I looked to Mom. She held my hand so tightly I couldn’t deny that I was physical and alive.

Yeah, after all this crazy stuff, I want to tell myself that everything is fine and alright. I’m alive and all that inspirational supportive stuff.

But it’s not alight. It’s not fine.

All that matters is that I’m here?

Why am I even here in the first place?

I used to ask myself that all the time. I hated myself. So one day I did something about it. Why don’t you do something about it? You can get rid of yourself.

Shut up! She’s one of those special ones. I think she can hear us.

Can you hear me? Oh, please if you can hear me, help me! Help! I just want my life back. Can you give me my life back?

No, give me my life back. I deserve to live again!

I want to find my Mommy. I don’t want to be here anymore.
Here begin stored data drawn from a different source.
use crate::completion::CompletionClient;
use crate::context::{AttachedFile, FileKind};
use crate::conversation::Transcript;
use crate::credentials::CredentialStore;
use crate::editor::ContextSource;
use crate::error::CompletionError;
use crate::mention;
use crate::workspace::{EntryKind, WorkspaceFile};
use serde::{Deserialize, Serialize};
use tokio::sync::mpsc;
use tokio_util::sync::CancellationToken;

/// Events sent by the chat UI.
#[derive(Debug, Clone, PartialEq, Serialize, Deserialize)]
#[serde(tag = "type", content = "data", rename_all = "camelCase")]
pub enum UiRequest {
    #[serde(rename_all = "camelCase")]
    SendMessage {
        content: String,
        #[serde(default)]
        attached_files: Vec<AttachedFile>,
    },
    GetWorkspaceFiles,
    SetModel(String),
    SetApiKey(String),
    /// The UI went away; abandon whatever is in flight.
    Dispose,
}

/// Events pushed to the chat UI.
#[derive(Debug, Clone, PartialEq, Serialize, Deserialize)]
#[serde(tag = "type", content = "data", rename_all = "camelCase")]
pub enum UiEvent {
    Ready,
    Thinking,
    AddMessage(ChatMessage),
    WorkspaceFiles(Vec<WorkspaceFile>),
    Error(String),
    Info(String),
    ModelChanged(String),
}

#[derive(Debug, Clone, Copy, PartialEq, Eq, Serialize, Deserialize)]
#[serde(rename_all = "lowercase")]
pub enum Sender {
    User,
    Ai,
}

#[derive(Debug, Clone, PartialEq, Serialize, Deserialize)]
#[serde(rename_all = "camelCase")]
pub struct ChatMessage {
    pub id: String,
    pub content: String,
    #[serde(rename = "type")]
    pub sender: Sender,
    /// RFC 3339, UTC.
    pub timestamp: String,
    #[serde(default, skip_serializing_if = "Vec::is_empty")]
    pub attached_files: Vec<AttachedFile>,
}

impl ChatMessage {
    pub fn ai(content: impl Into<String>) -> Self {
        Self {
            id: uuid::Uuid::new_v4().to_string(),
            content: content.into(),
            sender: Sender::Ai,
            timestamp: chrono::Utc::now().to_rfc3339(),
            attached_files: Vec::new(),
        }
    }
}

/// Host-side glue between the UI protocol and the completion client.
pub struct Orchestrator<S, C> {
    client: CompletionClient,
    credentials: S,
    editor: C,
    transcript: Transcript,
    events: mpsc::UnboundedSender<UiEvent>,
}

impl<S, C> Orchestrator<S, C>
where
    S: CredentialStore,
    C: ContextSource,
{
    pub fn new(
        client: CompletionClient,
        credentials: S,
        editor: C,
        events: mpsc::UnboundedSender<UiEvent>,
    ) -> Self {
        Self {
            client,
            credentials,
            editor,
            transcript: Transcript::new(),
            events,
        }
    }

    pub fn transcript(&self) -> &Transcript {
        &self.transcript
    }

    pub fn model(&self) -> &str {
        self.client.current_model()
    }

    pub fn events(&self) -> mpsc::UnboundedSender<UiEvent> {
        self.events.clone()
    }

    fn emit(&self, event: UiEvent) {
        if self.events.send(event).is_err() {
            tracing::debug!("UI receiver closed; event dropped");
        }
    }

    pub fn ready(&self) {
        self.emit(UiEvent::Ready);
    }

    pub async fn handle(&mut self, request: UiRequest, cancel: &CancellationToken) {
        match request {
            UiRequest::SendMessage {
                content,
                attached_files,
            } => self.send_message(content, attached_files, cancel).await,
            UiRequest::GetWorkspaceFiles => match self.editor.workspace_files() {
                Ok(files) => self.emit(UiEvent::WorkspaceFiles(files)),
                Err(e) => self.emit(UiEvent::Error(format!("{e:#}"))),
            },
            UiRequest::SetModel(model) => match self.client.set_model(&model) {
                Ok(()) => {
                    tracing::info!(%model, "model selected");
                    self.emit(UiEvent::ModelChanged(model));
                }
                Err(e) => self.emit(UiEvent::Error(e.to_string())),
            },
            UiRequest::SetApiKey(api_key) => {
                self.set_api_key(api_key.trim());
            }
            UiRequest::Dispose => cancel.cancel(),
        }
    }

    fn set_api_key(&mut self, api_key: &str) {
        if api_key.is_empty() {
            self.emit(UiEvent::Error("No API key given.".to_string()));
            return;
        }
        match self.credentials.set(api_key) {
            Ok(()) => {
                self.client.set_api_key(api_key);
                self.emit(UiEvent::Info("Groq API key saved.".to_string()));
            }
            Err(e) => self.emit(UiEvent::Error(format!("{e:#}"))),
        }
    }

    async fn send_message(
        &mut self,
        content: String,
        attached_files: Vec<AttachedFile>,
        cancel: &CancellationToken,
    ) {
        match self.credentials.get() {
            Ok(Some(key)) => self.client.set_api_key(key),
            Ok(None) => {
                self.emit(UiEvent::Error(CompletionError::Configuration.to_string()));
                return;
            }
            Err(e) => {
                self.emit(UiEvent::Error(format!("{e:#}")));
                return;
            }
        }

        self.emit(UiEvent::Thinking);

        let workspace = self.editor.workspace_files().unwrap_or_else(|e| {
            tracing::warn!(error = %e, "workspace listing unavailable");
            Vec::new()
        });
        let context = self.editor.context(&workspace);
        let attached_files = resolve_attachments(&content, attached_files, &workspace);

        let result = tokio::select! {
            biased;
            _ = cancel.cancelled() => {
                tracing::info!("request abandoned; UI closed");
                return;
            }
            r = self.client.generate_response(
                &content,
                &attached_files,
                &context,
                self.transcript.turns(),
            ) => r,
        };

        match result {
            Ok(text) => {
                self.transcript.push_exchange(content, text.clone());
                tracing::info!(turns = self.transcript.len(), "response received");
                self.emit(UiEvent::AddMessage(ChatMessage::ai(text)));
            }
            Err(e) => self.emit(UiEvent::Error(e.to_string())),
        }
    }
}

/// Load content for text attachments sent without it, and attach files named
/// by `@mentions` in the message.
fn resolve_attachments(
    content: &str,
    attached: Vec<AttachedFile>,
    workspace: &[WorkspaceFile],
) -> Vec<AttachedFile> {
    let mut out: Vec<AttachedFile> = attached.into_iter().map(hydrate).collect();

    for name in mention::mentioned_names(content) {
        if out.iter().any(|f| f.name == name) {
            continue;
        }
        let Some(entry) = workspace
            .iter()
            .find(|w| w.kind == EntryKind::File && w.name == name)
        else {
            continue;
        };
        match AttachedFile::load(&entry.path) {
            Ok(file) => out.push(file),
            Err(e) => tracing::warn!(error = %e, "mentioned file not attached"),
        }
    }
    out
}

fn hydrate(file: AttachedFile) -> AttachedFile {
    if file.content.is_some() || file.kind != FileKind::Text {
        return file;
    }
    match AttachedFile::load(&file.path) {
        Ok(loaded) => AttachedFile {
            content: loaded.content,
            size: file.size.or(loaded.size),
            ..file
        },
        Err(e) => {
            tracing::debug!(error = %e, "attachment content not loaded");
            file
        }
    }
}

/// Handle requests one at a time until the channel closes or the UI is disposed.
///
/// Callers emit `Ready` themselves, before the UI side starts sending.
pub async fn serve<S, C>(
    mut orchestrator: Orchestrator<S, C>,
    mut requests: mpsc::UnboundedReceiver<UiRequest>,
    cancel: CancellationToken,
) where
    S: CredentialStore,
    C: ContextSource,
{
    while let Some(request) = requests.recv().await {
        orchestrator.handle(request, &cancel).await;
        if cancel.is_cancelled() {
            break;
        }
    }
}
Mommy! Mommy! Waah! Mommy!

No help me! The pain is too great! It hurts me so much! Please! Help!



---“Oh, please turn off the TV I can’t hear myself clearly!” I snapped.

“Turn off the TV?” The nurse asked.

“Yes, please!” I put my hands on my head, trying not to explode from all the frustration. “All the noise and voices aren’t helping me process all of this. Just please turn it off.” Sighing, I closed my eyes and rubbed my temples.

“…There’s no TV in here.”

“Huh?” I looked to the nurse who was looking at me funny.

“There’s no TV in this room.”

Puzzled, I glanced around. 

White walls, white floors, white ceiling. There was nothing else in the room except my hospital bed, the bedside chair, the heart machine, IV drip stand, and a painting of a nature scene on the wall. 

Other than that, the room was bare.


“Uh.” The nurse smacked her lips. “This room just happens to be one of those rooms where we don’t have a TV mounted. We can always have one brought to your room---.”


“No!” I shouted, hunching over into a ball.

“Hadiza?” I felt mom by my side.

You know when I was your age, the world was a lot different for me. See, the world I knew was a much better place. Now look at all of you. A bunch of sensitive snowflakes. You can't take anything, I tell ya.

Lips trembling, I looked up to both of them. “…There’s really no TV in this room?”